The area — also known as the “Bloody Third Ward” — saw the likes of Butch Cassidy, the Sundance Kid, Doc Holliday, Wyatt Earp, and many others just itchin’ for a fight. Acre’s notoriety dwindled around the state’s first prohibition campaign in 1889.

The spirit of the Chisholm Trail and Hell’s Half Acre can still be seen in Fort Worth today, but with a little less risk. Next time you’re commuting on the Chisholm Trail Parkway, imagine all the cars are cattle, and if someone insinuates that Dallas is better than Fort Worth, rein in your inner outlaw and shrug it off. They’re just jealous.


The arrival of the railroad sparked a boom in population and business in Fort Worth.

Photo courtesy of UTA Libraries

The railroad comes to Panther City

Close but no cigar

In the early 1870s, construction of the Texas and Pacific Railway (T&P) was rocketing across the state from east to west, reaching from Longview to Eagle Ford, a town just west of Dallas.

The Panic of 1873 hit and Jay Cook & Co., the Philadelphia-based investment firm financing the railroad, went under.
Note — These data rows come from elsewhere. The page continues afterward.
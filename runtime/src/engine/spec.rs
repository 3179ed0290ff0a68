//! EngineSpec - Launch configuration for the native debugger engine.

use std::ffi::OsString;
use std::path::PathBuf;

use debuglet_core::config::{EngineFeatures, Target};

/// Everything the engine needs on its command line.
#[derive(Debug, Clone, PartialEq, Eq)]
pub struct EngineSpec {
    /// Base path of the IPC sockets; the engine appends the channel suffixes
    pub pipe_name: PathBuf,

    /// Start a new application or attach to a running one
    pub target: Target,

    /// Optional evaluation features
    pub features: EngineFeatures,
}

impl EngineSpec {
    /// Engine command-line arguments.
    pub fn args(&self) -> Vec<OsString> {
        let mut args: Vec<OsString> = vec!["--pipe-name".into(), self.pipe_name.clone().into()];

        match &self.target {
            Target::StartCommand(command) => {
                args.push("--application-start-command".into());
                args.push(command.into());
            }
            Target::AttachPid(pid) => {
                args.push("--application-id".into());
                args.push(pid.to_string().into());
            }
        }

        if self.features.property_evaluation {
            args.push("--property-evaluation".into());
        }
        if self.features.condition_evaluation {
            args.push("--condition-evaluation".into());
        }
        args
    }
}
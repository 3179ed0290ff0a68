//! Debuglet Core - Breakpoint Records and Shared Types
//!
//! This crate holds everything the agent runtime and the CLI share without
//! doing any I/O: the engine wire records, the control-plane records, the
//! error taxonomy, configuration and lifecycle events.

pub mod config;
pub mod error;
pub mod event;
pub mod v2;
pub mod wire;

// Re-export commonly used types
pub use config::{AgentConfig, Credentials, DebuggeeConfig, Platform, RetryConfig, Target};
pub use error::{DebugletError, Result};
pub use event::{DebugletEvent, EventEmitter};

/// Debuglet version
pub const VERSION: &str = env!("CARGO_PKG_VERSION");
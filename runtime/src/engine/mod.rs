//! Engine module - native debugger engine subprocess.
//!
//! - `EngineSpec`: what the engine debugs and where it connects
//! - `EngineController`: spawns the engine binary
//! - `EngineHandle`: wait on and stop a running engine

mod controller;
mod handle;
mod launcher;
mod spec;

pub use controller::{EngineController, ENGINE_BINARY_NAME};
pub use handle::{EngineHandle, ProcessHandle, DEFAULT_SHUTDOWN_TIMEOUT_MS};
pub use launcher::EngineLauncher;
pub use spec::EngineSpec;
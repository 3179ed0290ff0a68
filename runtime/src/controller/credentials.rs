//! Bearer credentials for control-plane calls.

use std::time::Duration;

use debuglet_core::config::Credentials;
use debuglet_core::error::{DebugletError, Result};
use serde::Deserialize;
use tokio::sync::Mutex;
use tokio::time::Instant;

/// Metadata server host used when `GCE_METADATA_HOST` is not set.
pub const DEFAULT_METADATA_HOST: &str = "metadata.google.internal";

/// Tokens are refreshed this long before they expire.
const EXPIRY_MARGIN: Duration = Duration::from_secs(60);

const METADATA_TIMEOUT: Duration = Duration::from_secs(10);

/// Where access tokens come from.
pub enum CredentialSource {
    /// No authorization metadata.
    None,
    /// A fixed access token.
    Static(String),
    /// The instance metadata server.
    MetadataServer(MetadataServer),
}

impl CredentialSource {
    pub fn from_config(credentials: &Credentials) -> Result<Self> {
        Ok(match credentials {
            Credentials::None => Self::None,
            Credentials::Token(token) => Self::Static(token.clone()),
            Credentials::MetadataServer => Self::MetadataServer(MetadataServer::from_env()?),
        })
    }

    /// Current access token, if this source provides one.
    pub async fn token(&self) -> Result<Option<String>> {
        match self {
            Self::None => Ok(None),
            Self::Static(token) => Ok(Some(token.clone())),
            Self::MetadataServer(server) => server.access_token().await.map(Some),
        }
    }
}

#[derive(Debug, Deserialize)]
struct TokenResponse {
    access_token: String,
    expires_in: u64,
}

struct CachedToken {
    value: String,
    refresh_at: Instant,
}

/// Client for the instance metadata server.
pub struct MetadataServer {
    client: reqwest::Client,
    base_url: String,
    cached: Mutex<Option<CachedToken>>,
}

impl MetadataServer {
    /// Talk to `http://<host>/computeMetadata/v1`.
    pub fn new(host: &str) -> Result<Self> {
        let client = reqwest::Client::builder()
            .timeout(METADATA_TIMEOUT)
            .no_proxy()
            .build()
            .map_err(|e| DebugletError::AuthError(format!("Failed to build HTTP client: {}", e)))?;
        Ok(Self {
            client,
            base_url: format!("http://{}/computeMetadata/v1", host),
            cached: Mutex::new(None),
        })
    }

    /// Honors `GCE_METADATA_HOST`, the override used by emulators.
    pub fn from_env() -> Result<Self> {
        let host = std::env::var("GCE_METADATA_HOST")
            .unwrap_or_else(|_| DEFAULT_METADATA_HOST.to_string());
        Self::new(&host)
    }

    /// Access token for the default service account, cached until shortly
    /// before it expires.
    pub async fn access_token(&self) -> Result<String> {
        let mut cached = self.cached.lock().await;
        if let Some(token) = cached.as_ref() {
            if Instant::now() < token.refresh_at {
                return Ok(token.value.clone());
            }
        }

        let body = self
            .get("instance/service-accounts/default/token")
            .await?;
        let response: TokenResponse = serde_json::from_str(&body).map_err(|e| {
            DebugletError::AuthError(format!("Malformed token response: {}", e))
        })?;

        let lifetime = Duration::from_secs(response.expires_in).saturating_sub(EXPIRY_MARGIN);
        tracing::debug!(expires_in = response.expires_in, "Fetched access token");
        *cached = Some(CachedToken {
            value: response.access_token.clone(),
            refresh_at: Instant::now() + lifetime,
        });
        Ok(response.access_token)
    }

    /// Project id of the instance.
    pub async fn project_id(&self) -> Result<String> {
        let body = self.get("project/project-id").await?;
        let project = body.trim().to_string();
        if project.is_empty() {
            return Err(DebugletError::AuthError(
                "Metadata server returned an empty project id".to_string(),
            ));
        }
        Ok(project)
    }

    async fn get(&self, path: &str) -> Result<String> {
        let url = format!("{}/{}", self.base_url, path);
        let response = self
            .client
            .get(&url)
            .header("Metadata-Flavor", "Google")
            .send()
            .await
            .map_err(|e| DebugletError::AuthError(format!("GET {} failed: {}", url, e)))?;

        let status = response.status();
        if !status.is_success() {
            return Err(DebugletError::AuthError(format!(
                "GET {} returned {}",
                url, status
            )));
        }

        response
            .text()
            .await
            .map_err(|e| DebugletError::AuthError(format!("Failed to read {}: {}", url, e)))
    }
}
It took another three years to build the 30 miles of tracks to Fort Worth.

The stalled railroad project swept the feet out from under the burgeoning Fort Worth and left the streets empty — prompting the sleeping panther joke that gave our city its nickname.

A group effort

Cowtown residents, including John Peter Smith, banded together to form the Tarrant County Construction Company and pooled money, labor, and supplies to restart the railroad construction in 1875.

Confederate veteran Major K. M. Van Zandt led the charge, using 320 acres of (then southside) land donated by himself, Ephraim Daggett, Thomas Jefferson Jennings, and other local landowners.

The crews worked day and night to construct the railroad before the state’s land grant ended in 1876 — and they succeeded, completing the last two miles between Sycamore Creek and downtown in five days.

The first trained rolled into town on July 19 at 11:23 a.m., blowing the whistle on a new era for Fort Worth.

Still chugging along

The railroad is still an important part of our town today as Fort Worth is home to the headquarters for BNSF Railway, one of the largest freight railroads in North America. Just take a peak over the Hulen Street overpass to see the lines in action.